Thus began my love affaire with the snow. I remember a few years after I came to the US, we had our first snowfall where several feet of snow fell. It was probably 4 to 6 feet high, even higher in drifts. School was cancelled. I remember standing in a hollow in the snow. A snow cave. I remember pa showing off an icicle that was taller than I was. We took photographs then stabbed it into the snow. It broke in two and I took the sharpened end and pretended to fence with it. I fell upon the wall of snow and it collapsed over me. I couldn't stop laughing! I was enjoying myself immensely, even when ma ushered me into the house, damp to the socks and had me sip hot cocoa while warming my hands over the gas burners of our stove.
I remember that even into my high school years, whenever there was an abundant snowfall, I would go out to the backyard and build a snow cave. I would bring candles to melt the snow inside to harden the outer shell, so I had a cool sheet of ice on the inside for reinforcements to my snow fort. I would light several candles and the snowroom would get warm. If it was big enough, Els would crawl in with me and we'd both warm our fingers by candleflame.
I was quite depressed one day (for no reason.. just generally down) and I recall seeing the snow outside. It looked very peaceful to me. I walked out into the snow, barefoot in my pjs. I pushed the snow around until I had a cradle and a makeshift pillow of soft snow. I laid down and as the warmth drained from me, so did my depression. I was at peace. I was probably on the ground for 5 minutes. I wasn't shivering as violently as when I first got down. I got up, went inside, and took a long bath. I was no longer depressed. The snow had soaked up all my sadness. I don't know how or why... it just did.
I could never live in a place without snow. I would miss it. I love Winter more than I love Summer. The summer is a harsh mistress and I hide from her sunny glare. I'm always the one who has layer upon layer of clothing on at the beach. I need four seasons, to live in that particular cycle. I want all of my Christmases to be white.

The strip mall where my bus drops me off. I wait for Mr. Lake here.
Wow, this is already a pretty long entry and I haven't even gotten to the meaning behind the title of this entry. The rest of this entry is dedicated to fellow journaller and beautiful person Scott Liles. I read one of the best journal entires I have ever read. I was near tears at work when I read it. It reveals a lot of him as a person and invokes a lot of emotions for the reader. Scott has always been an interesting read; now he is one of my favorites.

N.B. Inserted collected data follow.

impl<D: CaptureDriver> Worker<D> {
    fn new(shared: Arc<Shared>, parts: OrchestratorParts<D>) -> Self {
        Self {
            shared,
            capture: parts.capture,
            hid: parts.hid,
            queue: parts.queue,
            translator: parts.translator,
            frame_sink: parts.frame_sink,
            encoders: parts.encoders,
            servers: parts.servers,
            encoder: None,
            server: None,
        }
    }

    fn run(mut self) {
        info!("hardware worker started");
        loop {
            let (paused, sync) = {
                let mut state = self.shared.lock();
                if state.aborting {
                    break;
                }
                if state.paused && !state.is_dirty() {
                    state = self
                        .shared
                        .wake
                        .wait_timeout(state, IDLE_TICK)
                        .map(|(guard, _)| guard)
                        .unwrap_or_else(|poisoned| poisoned.into_inner().0);
                    if state.aborting {
                        break;
                    }
                }
                let sync = state.take_sync();
                (state.paused, sync)
            };

            let paused = match sync {
                Some(request) => !self.reconcile(request) || paused,
                None => paused,
            };

            self.pump_inbound_messages();
            if let Some(translator) = &self.translator {
                translator.poll_long_press(Instant::now());
            }
            self.drain_hid();

            if paused {
                continue;
            }
            if self.capture.is_capturing() {
                self.pump_frame();
            } else {
                thread::sleep(IDLE_TICK);
            }
        }

        // Tear down in dependency order before the device closes on drop.
        self.encoder = None;
        self.server = None;
        self.capture.stop_capturing();
        info!("hardware worker stopped");
    }

    /// Applies one snapshot of dirty state. Returns `false` if capture
    /// failed to start and the worker paused itself.
    fn reconcile(&mut self, request: SyncRequest) -> bool {
        let mut network = request.network;
        let config = request.config;

        if request.capture {
            // The encoder is bound to the old geometry either way.
            self.encoder = None;
            if let Err(e) =
                self.capture
                    .start_capturing(config.width, config.height, config.fourcc, config.fps)
            {
                warn!(
                    "capture start failed for {}x{} {} @ {} fps, pausing: {e}",
                    config.width, config.height, config.fourcc, config.fps
                );
                self.shared.update(|s| {
                    s.paused = true;
                    // Keep a pending network change for the next pass.
                    s.network_dirty |= network;
                });
                return false;
            }
            self.publish_source_size();
            network = true;
        }

        if network {
            self.reconcile_network(&config);
        }
        true
    }

    fn reconcile_network(&mut self, config: &HardwareConfig) {
        self.encoder = None;

        if !config.network_enabled {
            if self.server.take().is_some() {
                info!("network streaming disabled");
            }
            return;
        }

        let port = config.network_port;
        if !matches!(&self.server, Some((bound, _)) if *bound == port) {
            // Release the old port before binding the new one.
            self.server = None;
            match self.servers.bind(port) {
                Ok(server) => self.server = Some((port, server)),
                Err(e) => {
                    warn!("network streaming unavailable: {e}");
                    return;
                }
            }
        }

        if !self.capture.is_capturing() {
            debug!("not capturing, encoder deferred");
            return;
        }
        if PixelFormat::from_fourcc(self.capture.format()) != Some(PixelFormat::Yuyv) {
            info!(
                "no encoder for {} capture, video streaming disabled",
                self.capture.format()
            );
            return;
        }

        let settings = EncoderSettings::for_capture(self.capture.resolution(), self.capture.frame_rate());
        match self.encoders.create(settings) {
            Ok(encoder) => self.encoder = Some(encoder),
            Err(e) => warn!("encoder unavailable, video streaming disabled: {e}"),
        }
    }

    /// Tells the translator what size the driver actually delivers.
    fn publish_source_size(&self) {
        let Some(translator) = &self.translator else {
            return;
        };
        let Resolution { width, height } = self.capture.resolution();
        let to_i32 = |v: u32| i32::try_from(v).unwrap_or(i32::MAX);
        translator.set_source_size(Size::new(to_i32(width), to_i32(height)));
    }

    fn pump_inbound_messages(&mut self) {
        let Some((_, server)) = self.server.as_mut() else {
            return;
        };
        for message in server.drain_messages() {
            let commands = parse_commands(&message);
            if commands.is_empty() {
                debug!("dropped {}-byte control message", message.len());
                continue;
            }
            if self.queue.push_all(commands).is_err() {
                // The queue already logged the drop.
                break;
            }
        }
    }

    fn drain_hid(&mut self) {
        for cmd in self.queue.drain() {
            if let Err(e) = self.hid.dispatch(&cmd) {
                warn!("HID write failed: {e}");
            }
        }
    }

    fn pump_frame(&mut self) {
        let Some(handle) = self.capture.dequeue() else {
            thread::sleep(IDLE_TICK);
            return;
        };

        if let Some(sink) = &self.frame_sink {
            match self.capture.convert_frame(&handle) {
                Ok(image) => sink.deliver(image),
                Err(e) => debug!("frame conversion failed: {e}"),
            }
        }

        if let (Some(encoder), Some((_, server))) = (self.encoder.as_mut(), self.server.as_ref()) {
            if server.client_count() > 0 {
                match self.capture.frame(&handle) {
                    Ok(data) => match encoder.encode(data, |packet| server.broadcast(packet)) {
                        Ok(packets) => trace!("broadcast {packets} packets"),
                        Err(e) => warn!("encode failed: {e}"),
                    },
                    Err(e) => warn!("cannot read buffer {}: {e}", handle.index()),
                }
            }
        }

        let index = handle.index();
        if let Err(e) = self.capture.enqueue(handle) {
            warn!("failed to return buffer {index}: {e}");
        }
    }
}
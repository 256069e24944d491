//! Dry-run HID driver used when no serial port is configured.

use ipkvm_core::{ModifierMask, MouseButtons};
use tracing::debug;

use super::{HidDriver, HidError};

/// Logs every report at `debug` level instead of sending it.
#[derive(Debug, Default)]
pub struct LoggingHidDriver {
    reports: u64,
}

impl LoggingHidDriver {
    pub fn new() -> Self {
        Self::default()
    }

    /// Number of reports accepted so far.
    pub fn reports(&self) -> u64 {
        self.reports
    }
}

impl HidDriver for LoggingHidDriver {
    fn send_mouse_absolute(
        &mut self,
        buttons: MouseButtons,
        x: u16,
        y: u16,
        wheel: i8,
    ) -> Result<(), HidError> {
        self.reports += 1;
        debug!("dry-run mouse abs: x={x} y={y} wheel={wheel} buttons={:#04x}", buttons.bits());
        Ok(())
    }

    fn send_mouse_relative(
        &mut self,
        buttons: MouseButtons,
        dx: i8,
        dy: i8,
        wheel: i8,
    ) -> Result<(), HidError> {
        self.reports += 1;
        debug!("dry-run mouse rel: dx={dx} dy={dy} wheel={wheel} buttons={:#04x}", buttons.bits());
        Ok(())
    }

    fn send_keyboard(&mut self, modifiers: ModifierMask, key: u8) -> Result<(), HidError> {
        self.reports += 1;
        debug!("dry-run keyboard: modifiers={:#04x} key={key:#04x}", modifiers.bits());
        Ok(())
    }
}

#[cfg(test)]
mod tests {
    use super::*;

    #[test]
    fn test_every_report_is_counted() {
        let mut driver = LoggingHidDriver::new();
        driver.send_keyboard(ModifierMask::NONE, 0x04).unwrap();
        driver
            .send_mouse_relative(MouseButtons::NONE, 1, -1, 0)
            .unwrap();
        assert_eq!(driver.reports(), 2);
    }
}
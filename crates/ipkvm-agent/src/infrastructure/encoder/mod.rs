//! H.264 encoding of captured frames for network viewers.
//!
//! [`FrameEncoder`] owns the per-stream state (planar staging buffer,
//! timestamps, GOP cadence) and drives an [`H264Backend`]. The production
//! backend is OpenH264; tests use [`mock::FakeEncoderFactory`].
//!
//! Encoders are always built through an [`EncoderFactory`] so the
//! orchestrator can rebuild one wholesale whenever the capture geometry
//! changes.

pub mod convert;
pub mod mock;
pub mod openh264;

use thiserror::Error;
use tracing::debug;

use crate::infrastructure::capture::Resolution;

pub use self::openh264::OpenH264Factory;
use convert::{i420_len, yuyv_to_i420};

/// Frames between forced key frames.
pub const DEFAULT_GOP: u32 = 30;

/// Lower bound for the bitrate heuristic, in bits per second.
pub const MIN_BITRATE: u32 = 400_000;

/// Error type for encoder construction and encoding.
#[derive(Debug, Error)]
pub enum EncoderError {
    #[error("unsupported encoder geometry {width}x{height}")]
    UnsupportedGeometry { width: u32, height: u32 },

    #[error("encoder backend error: {0}")]
    Backend(String),

    #[error("frame size mismatch: expected {expected} bytes, got {actual}")]
    FrameSize { expected: usize, actual: usize },
}

/// Static encoder configuration.
#[derive(Debug, Clone, Copy, PartialEq, Eq)]
pub struct EncoderSettings {
    pub resolution: Resolution,
    pub fps: u32,
    /// Target bitrate in bits per second.
    pub bitrate: u32,
    pub gop: u32,
}

impl EncoderSettings {
    /// Settings for a stream of `resolution` frames at `fps`.
    pub fn for_capture(resolution: Resolution, fps: u32) -> Self {
        Self {
            resolution,
            fps: fps.max(1),
            bitrate: bitrate_for(resolution),
            gop: DEFAULT_GOP,
        }
    }
}

/// Bitrate heuristic: two bytes per pixel, at least [`MIN_BITRATE`].
pub fn bitrate_for(resolution: Resolution) -> u32 {
    let raw = resolution.pixels().saturating_mul(2);
    u32::try_from(raw).unwrap_or(u32::MAX).max(MIN_BITRATE)
}

/// One planar 4:2:0 frame, `Y | U | V`.
#[derive(Debug, Clone, PartialEq, Eq)]
pub struct I420Frame {
    pub width: u32,
    pub height: u32,
    pub data: Vec<u8>,
}

impl I420Frame {
    pub fn new(width: u32, height: u32) -> Self {
        Self {
            width,
            height,
            data: vec![0; i420_len(width, height)],
        }
    }

    /// Borrows the `Y`, `U` and `V` planes.
    pub fn planes(&self) -> (&[u8], &[u8], &[u8]) {
        let luma = self.width as usize * self.height as usize;
        let chroma = (self.width as usize / 2) * (self.height as usize / 2);
        let (y, uv) = self.data.split_at(luma.min(self.data.len()));
        let (u, v) = uv.split_at(chroma.min(uv.len()));
        (y, u, v)
    }
}

/// A low-latency H.264 encoder implementation.
///
/// A submitted frame may yield zero, one or several packets; callers drain
/// [`receive_packet`](Self::receive_packet) until it returns `None`.
pub trait H264Backend {
    /// Makes the next submitted frame an IDR frame.
    fn force_intra_frame(&mut self);

    fn submit(&mut self, frame: &I420Frame, pts: u64) -> Result<(), EncoderError>;

    fn receive_packet(&mut self) -> Option<Vec<u8>>;
}

/// Builds encoders on demand.
pub trait EncoderFactory: Send {
    /// # Errors
    ///
    /// Returns an error if the backend cannot be constructed for `settings`.
    fn create(&self, settings: EncoderSettings) -> Result<FrameEncoder, EncoderError>;
}

/// Converts YUYV frames and feeds them to an [`H264Backend`].
pub struct FrameEncoder {
    settings: EncoderSettings,
    backend: Box<dyn H264Backend>,
    staging: I420Frame,
    next_pts: u64,
}

impl FrameEncoder {
    /// Wraps `backend` for frames described by `settings`.
    ///
    /// # Errors
    ///
    /// Returns [`EncoderError::UnsupportedGeometry`] if either dimension is
    /// zero or odd; 4:2:0 subsampling needs even sizes.
    pub fn new(
        settings: EncoderSettings,
        backend: Box<dyn H264Backend>,
    ) -> Result<Self, EncoderError> {
        validate_geometry(settings.resolution)?;
        let Resolution { width, height } = settings.resolution;
        Ok(Self {
            settings,
            backend,
            staging: I420Frame::new(width, height),
            next_pts: 0,
        })
    }

    pub fn settings(&self) -> EncoderSettings {
        self.settings
    }

    /// Number of frames submitted so far.
    pub fn frames_encoded(&self) -> u64 {
        self.next_pts
    }

    /// Encodes one YUYV frame and hands every resulting packet to `sink`.
    ///
    /// Returns the number of packets produced.
    pub fn encode<F>(&mut self, yuyv: &[u8], mut sink: F) -> Result<usize, EncoderError>
    where
        F: FnMut(&[u8]),
    {
        let Resolution { width, height } = self.settings.resolution;
        yuyv_to_i420(yuyv, width, height, &mut self.staging.data)?;

        let pts = self.next_pts;
        self.next_pts += 1;
        if pts % u64::from(self.settings.gop.max(1)) == 0 {
            self.backend.force_intra_frame();
        }
        self.backend.submit(&self.staging, pts)?;

        let mut packets = 0;
        while let Some(packet) = self.backend.receive_packet() {
            sink(&packet);
            packets += 1;
        }
        if packets == 0 {
            debug!("frame {pts} produced no packets");
        }
        Ok(packets)
    }
}

/// Rejects geometry the encoder cannot handle.
pub fn validate_geometry(resolution: Resolution) -> Result<(), EncoderError> {
    let Resolution { width, height } = resolution;
    if width == 0 || height == 0 || width % 2 != 0 || height % 2 != 0 {
        return Err(EncoderError::UnsupportedGeometry { width, height });
    }
    Ok(())
}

The entry involves the death of a patient that he has cared for the past two and a half years. His writing is very eloquent. There are several points that the words jump out at me, so I wanted to share them with you, Constant Reader (plus, to serve as a record for myself in case that Mr. Liles ever removes the entry). I love the literary and biblical references. The entry is titled "Killing Lazarus".
"Hi Dr. Liles ... how ... uh, how is my daughter doing?" The Mother said. I knew she was waiting for me to tell her there was no improvement. I knew today that she would decide whether or not to end her only child’s life. The mother trusted me, I knew that my words would sway her decision irrevocably. The Daughter was in the Pit, and I was the Pendulum.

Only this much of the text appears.